__REQUIREMENT__.
Your answer should consist of the lines in the listing that hold "const".

[[ MATERIALS PROVIDED open ]]

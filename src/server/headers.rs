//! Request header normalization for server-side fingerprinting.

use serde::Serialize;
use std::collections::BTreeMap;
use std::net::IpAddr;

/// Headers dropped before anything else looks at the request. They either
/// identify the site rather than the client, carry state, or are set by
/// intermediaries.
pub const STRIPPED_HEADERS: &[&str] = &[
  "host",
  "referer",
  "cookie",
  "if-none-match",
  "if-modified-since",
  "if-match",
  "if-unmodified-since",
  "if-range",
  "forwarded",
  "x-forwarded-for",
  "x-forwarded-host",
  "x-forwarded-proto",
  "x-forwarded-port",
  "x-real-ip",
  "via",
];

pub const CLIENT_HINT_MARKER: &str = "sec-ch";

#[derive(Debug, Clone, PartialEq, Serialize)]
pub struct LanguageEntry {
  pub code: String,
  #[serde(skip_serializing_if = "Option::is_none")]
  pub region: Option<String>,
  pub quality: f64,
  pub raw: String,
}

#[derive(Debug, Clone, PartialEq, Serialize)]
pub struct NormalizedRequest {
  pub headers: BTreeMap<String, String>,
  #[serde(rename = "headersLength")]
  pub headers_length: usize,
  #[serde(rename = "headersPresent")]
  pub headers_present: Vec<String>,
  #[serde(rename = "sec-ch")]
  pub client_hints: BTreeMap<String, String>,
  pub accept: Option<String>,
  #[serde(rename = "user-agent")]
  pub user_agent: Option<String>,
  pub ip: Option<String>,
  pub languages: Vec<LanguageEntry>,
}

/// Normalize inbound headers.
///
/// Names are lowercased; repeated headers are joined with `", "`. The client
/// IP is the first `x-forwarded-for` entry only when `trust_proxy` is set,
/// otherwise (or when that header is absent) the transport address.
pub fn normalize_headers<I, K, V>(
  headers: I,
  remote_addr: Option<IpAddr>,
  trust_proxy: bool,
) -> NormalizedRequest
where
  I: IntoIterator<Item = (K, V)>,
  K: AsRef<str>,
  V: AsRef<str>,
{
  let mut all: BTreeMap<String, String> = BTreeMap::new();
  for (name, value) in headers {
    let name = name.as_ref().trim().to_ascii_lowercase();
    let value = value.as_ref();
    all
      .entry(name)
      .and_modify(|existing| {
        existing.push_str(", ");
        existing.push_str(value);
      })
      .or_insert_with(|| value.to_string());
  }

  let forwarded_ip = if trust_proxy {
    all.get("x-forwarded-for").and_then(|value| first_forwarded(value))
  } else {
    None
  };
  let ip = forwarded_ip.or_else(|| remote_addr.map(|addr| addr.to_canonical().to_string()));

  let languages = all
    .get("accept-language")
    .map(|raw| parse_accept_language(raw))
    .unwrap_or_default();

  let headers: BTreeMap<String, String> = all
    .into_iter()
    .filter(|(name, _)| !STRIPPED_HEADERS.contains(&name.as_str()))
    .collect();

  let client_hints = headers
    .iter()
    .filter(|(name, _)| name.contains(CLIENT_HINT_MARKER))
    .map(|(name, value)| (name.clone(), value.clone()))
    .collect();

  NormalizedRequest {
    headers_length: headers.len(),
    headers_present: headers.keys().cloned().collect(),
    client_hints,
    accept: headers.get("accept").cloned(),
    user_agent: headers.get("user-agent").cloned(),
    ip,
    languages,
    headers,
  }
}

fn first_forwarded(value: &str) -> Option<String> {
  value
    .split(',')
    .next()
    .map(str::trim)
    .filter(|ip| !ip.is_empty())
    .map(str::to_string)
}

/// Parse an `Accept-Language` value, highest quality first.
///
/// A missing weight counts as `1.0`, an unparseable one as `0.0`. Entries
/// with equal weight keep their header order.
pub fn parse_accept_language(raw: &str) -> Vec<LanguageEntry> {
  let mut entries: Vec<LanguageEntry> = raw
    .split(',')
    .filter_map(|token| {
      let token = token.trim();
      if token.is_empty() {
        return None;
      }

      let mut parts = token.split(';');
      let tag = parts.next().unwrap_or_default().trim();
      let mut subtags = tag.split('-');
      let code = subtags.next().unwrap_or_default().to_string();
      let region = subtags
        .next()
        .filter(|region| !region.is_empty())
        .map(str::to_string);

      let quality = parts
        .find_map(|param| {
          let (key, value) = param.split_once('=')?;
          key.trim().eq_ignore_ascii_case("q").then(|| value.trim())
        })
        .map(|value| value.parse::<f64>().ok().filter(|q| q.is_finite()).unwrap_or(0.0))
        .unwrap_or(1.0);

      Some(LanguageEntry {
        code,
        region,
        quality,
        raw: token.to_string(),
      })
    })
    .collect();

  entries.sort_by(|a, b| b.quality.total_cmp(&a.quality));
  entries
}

[[ MATERIALS PROVIDED closed ]]

__RESULT OF THIS TASK__.
pub const STRIPPED_HEADERS: &[&str] = &[
pub const CLIENT_HINT_MARKER: &str = "sec-ch";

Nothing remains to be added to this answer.